Follicular thyroid cancer: the second most common type of thyroid cancer.

Papillary thyroid cancer: the most common type of thyroid cancer.

Thyroidectomy: surgery to remove the entire thyroid gland. When the entire thyroid is removed it is termed a total thyroidectomy. When less is removed, such as in removal of a lobe, it is termed a partial thyroidectomy.

Total thyroidectomy: surgery to remove the entire thyroid gland.

Lobectomy: surgery to remove one lobe of the thyroid

Thyroglobulin: a protein made only by thyroid cells, both normal and cancerous. When all normal thyroid tissue is destroyed after radioactive iodine therapy in patients with thyroid cancer, thyroglobulin can be used as a thyroid cancer marker in patients that do not have thyroglobulin antibodies.

Radioactive iodine (RAI): this plays a valuable role in diagnosing and treating thyroid problems since it is taken up only by the thyroid gland. I-131 is the destructive form used to destroy thyroid tissue in the treatment of thyroid cancer and with an overactive thyroid.

Lymph node: bean-shaped organ that plays a role in removing what the body considers harmful, such as infections and cancer cells.

Cancer recurrence: this occurs when the cancer comes back after an initial treatment that was successful in destroying all detectable cancer at some point.

Central neck compartment: the central portion of the neck between the hyoid bone above, and the sternum and collar bones below and laterally limited by the carotid arteries.

In the past 20 years the treatment of papillary and follicular thyroid cancer has become less aggressive and the use of radioactive iodine therapy has decreased. Because most of these cancers progress slowly, it is difficult to evaluate the effects of treating certain thyroid cancers with surgery alone. It does appear that surgery alone is sufficient in treating low risk patients (small cancers with no evidence of spread outside the thyroid at the time of surgery). Surgery followed by radioactive iodine clearly is beneficial in high risk patients (large cancers with spread outside the thyroid). There is no data on the best management of intermediate risk patients (medium-sized cancers with no evidence of spread outside the thyroid at the time of surgery). The purpose of this study was to evaluate the outcome of thyroid cancer patients treated with surgery alone without radioactive iodine.

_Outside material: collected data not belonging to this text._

pub mod pagination;
pub mod password;
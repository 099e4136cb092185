//! Option group service.

use sea_orm::{DatabaseConnection, TransactionTrait};

use crate::server::{
    data::{menu_option::MenuOptionRepository, option_group::OptionGroupRepository},
    error::AppError,
    model::menu::{CreateGroupParam, GroupWithOptions, OptionGroup, UpdateGroupParam},
    service::menu::{
        access::MenuAccess, cascade::MenuTreeCascade, create_options, ensure_unique_names,
        load_group_tree, GROUP_NAME_TAKEN, OPTION_NAME_TAKEN,
    },
};

pub struct OptionGroupService<'a> {
    db: &'a DatabaseConnection,
}

impl<'a> OptionGroupService<'a> {
    pub fn new(db: &'a DatabaseConnection) -> Self {
        Self { db }
    }

    /// Creates an option group on one of the restaurant's menus.
    ///
    /// # Returns
    /// - `Ok(GroupWithOptions)` - The created group with any options given in `param`
    /// - `Err(AppError::NotFound)` - Menu missing or owned by another restaurant
    /// - `Err(AppError::Conflict)` - The menu already has a group with this name,
    ///   or two options in the request share a name
    pub async fn upload(
        &self,
        restaurant_id: i32,
        param: CreateGroupParam,
    ) -> Result<GroupWithOptions, AppError> {
        ensure_unique_names(param.options.iter().map(|o| o.name.as_str()), "option")?;

        let txn = self.db.begin().await?;

        MenuAccess::new(&txn, restaurant_id)
            .menu(param.menu_id)
            .await?;

        let repo = OptionGroupRepository::new(&txn);
        if repo.name_exists(param.menu_id, &param.name, None).await? {
            return Err(AppError::Conflict(format!(
                "Option group '{}' already exists on this menu",
                param.name
            )));
        }

        let group = repo
            .create(param.menu_id, param.name, param.max_count)
            .await
            .map_err(AppError::conflict_on_unique(GROUP_NAME_TAKEN))?;
        let options = create_options(&txn, group.id, param.options)
            .await
            .map_err(AppError::conflict_on_unique(OPTION_NAME_TAKEN))?;

        txn.commit().await?;

        Ok(GroupWithOptions { group, options })
    }

    pub async fn get(&self, restaurant_id: i32, id: i32) -> Result<GroupWithOptions, AppError> {
        let group = MenuAccess::new(self.db, restaurant_id).group(id).await?;

        self.with_options(group).await
    }

    pub async fn list(
        &self,
        restaurant_id: i32,
        menu_id: i32,
    ) -> Result<Vec<GroupWithOptions>, AppError> {
        MenuAccess::new(self.db, restaurant_id).menu(menu_id).await?;

        let groups = OptionGroupRepository::new(self.db)
            .get_by_menu(menu_id)
            .await?;

        Ok(load_group_tree(self.db, groups).await?)
    }

    /// Applies a partial update of name and max_count.
    ///
    /// # Returns
    /// - `Err(AppError::Conflict)` - New name is taken on the same menu
    pub async fn edit(
        &self,
        restaurant_id: i32,
        param: UpdateGroupParam,
    ) -> Result<GroupWithOptions, AppError> {
        let group = MenuAccess::new(self.db, restaurant_id)
            .group(param.id)
            .await?;

        let repo = OptionGroupRepository::new(self.db);
        if let Some(name) = &param.name {
            if repo.name_exists(group.menu_id, name, Some(group.id)).await? {
                return Err(AppError::Conflict(format!(
                    "Option group '{}' already exists on this menu",
                    name
                )));
            }
        }

        let group = repo
            .update(param)
            .await
            .map_err(AppError::conflict_on_unique(GROUP_NAME_TAKEN))?;

        self.with_options(group).await
    }

    async fn with_options(&self, group: OptionGroup) -> Result<GroupWithOptions, AppError> {
        let options = MenuOptionRepository::new(self.db)
            .get_by_group(group.id)
            .await?;

        Ok(GroupWithOptions { group, options })
    }

    /// Removes groups with their options, all or nothing.
    pub async fn remove(&self, restaurant_id: i32, ids: &[i32]) -> Result<(), AppError> {
        let txn = self.db.begin().await?;

        let access = MenuAccess::new(&txn, restaurant_id);
        for id in ids {
            access.group(*id).await?;
        }
        MenuTreeCascade::new(&txn).remove_groups(ids).await?;

        txn.commit().await?;

        tracing::info!(
            "Restaurant {} removed option groups {:?}",
            restaurant_id,
            ids
        );

        Ok(())
    }
}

Vaisman F et al. Initial therapy with either thyroid lobectomy or total thyroidectomy without radioactive iodine remnant ablation is associated with very low rates of structural disease recurrence in properly selected patients with differentiated thyroid cancer. Clin Endocrinol (Oxf). February 8, 2011.

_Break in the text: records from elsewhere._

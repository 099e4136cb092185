use super::*;

/// Tests creating a restaurant account.
///
/// Expected: Ok with the row stored and the profile fields copied
#[tokio::test]
async fn creates_restaurant() -> Result<(), DbErr> {
    let test = TestBuilder::new()
        .with_account_tables()
        .build()
        .await
        .unwrap();
    let db = test.db.as_ref().unwrap();

    let repo = RestaurantRepository::new(db);
    let restaurant = repo.create(create_param("owner@bistro.test")).await?;

    assert_eq!(restaurant.email, "owner@bistro.test");
    assert_eq!(restaurant.name, "Bistro");
    assert_eq!(
        restaurant.description.as_deref(),
        Some("Neighbourhood bistro")
    );

    let stored = entity::prelude::Restaurant::find_by_id(restaurant.id)
        .one(db)
        .await?;
    assert!(stored.is_some());

    Ok(())
}

/// Tests the unique email constraint.
///
/// Expected: Err on the second insert with the same email
#[tokio::test]
async fn rejects_duplicate_email() -> Result<(), DbErr> {
    let test = TestBuilder::new()
        .with_account_tables()
        .build()
        .await
        .unwrap();
    let db = test.db.as_ref().unwrap();

    let repo = RestaurantRepository::new(db);
    repo.create(create_param("owner@bistro.test")).await?;
    let result = repo.create(create_param("owner@bistro.test")).await;

    assert!(result.is_err());

    Ok(())
}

Lobectomy was done for cancers <4 cm with no lymph node involvement (evaluated with ultrasound before surgery) and a normal lobe on the other side. A total thyroidectomy was done in selected cancers < 4cm with minimal or no clinically obvious lymph nodes and/or microscopic extension inside or outside the thyroid and thyroglobulin levels <10 ng/L.

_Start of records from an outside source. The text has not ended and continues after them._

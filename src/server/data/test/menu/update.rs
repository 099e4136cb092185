use super::*;

/// Expected: Ok with price changed and the other fields untouched
#[tokio::test]
async fn updates_price_only() -> Result<(), DbErr> {
    let test = TestBuilder::new()
        .with_menu_tables()
        .build()
        .await
        .unwrap();
    let db = test.db.as_ref().unwrap();

    let restaurant = factory::create_restaurant(db).await?;
    let category = factory::create_menu_category(db, restaurant.id).await?;

    let repo = MenuRepository::new(db);
    let menu = repo.create(&create_param(category.id, "Burger")).await?;

    let updated = repo
        .update(UpdateMenuParam {
            id: menu.id,
            price: Some(9500),
            ..Default::default()
        })
        .await?;

    assert_eq!(updated.price, 9500);
    assert_eq!(updated.name, "Burger");
    assert_eq!(updated.description, menu.description);

    Ok(())
}

/// Expected: description and image are set when provided
#[tokio::test]
async fn sets_description_and_image() -> Result<(), DbErr> {
    let test = TestBuilder::new()
        .with_menu_tables()
        .build()
        .await
        .unwrap();
    let db = test.db.as_ref().unwrap();

    let tree = factory::helpers::create_menu_tree(db).await?;

    let repo = MenuRepository::new(db);
    let updated = repo
        .update(UpdateMenuParam {
            id: tree.menu.id,
            description: Some("Now with fries".to_string()),
            image: Some("https://cdn.example.com/burger.png".to_string()),
            ..Default::default()
        })
        .await?;

    assert_eq!(updated.description.as_deref(), Some("Now with fries"));
    assert_eq!(
        updated.image.as_deref(),
        Some("https://cdn.example.com/burger.png")
    );

    Ok(())
}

A total of 289 patients were studied. Of these, 217 (75%) had a total thyroidectomy and 72 (25%) had a lobectomy. The primary cancer was >1 cm in diameter in 55% of the cases; microscopic extension outside the thyroid was found in 10% and microscopic extension within the thyroid in 6%. For both groups, 68% of patients had no lymph node involvement, 7% had spread to lymph nodes located in the central neck and 2% had spread to lymph nodes located in the lateral neck.

Only 13.5% of the patients had cancers > 4 cm. Nevertheless, 26% of all cases were considered intermediate-risk cases, of which 79% had a total thyroidectomy and 21% a lobectomy. In patients who had thyroidectomy, recurrence of the cancer was found in 2.3% during the next 4 to 6 years. After lobectomy, reoperation was performed more frequently (9%), but recurrence of the cancer was confirmed in only 4.1%.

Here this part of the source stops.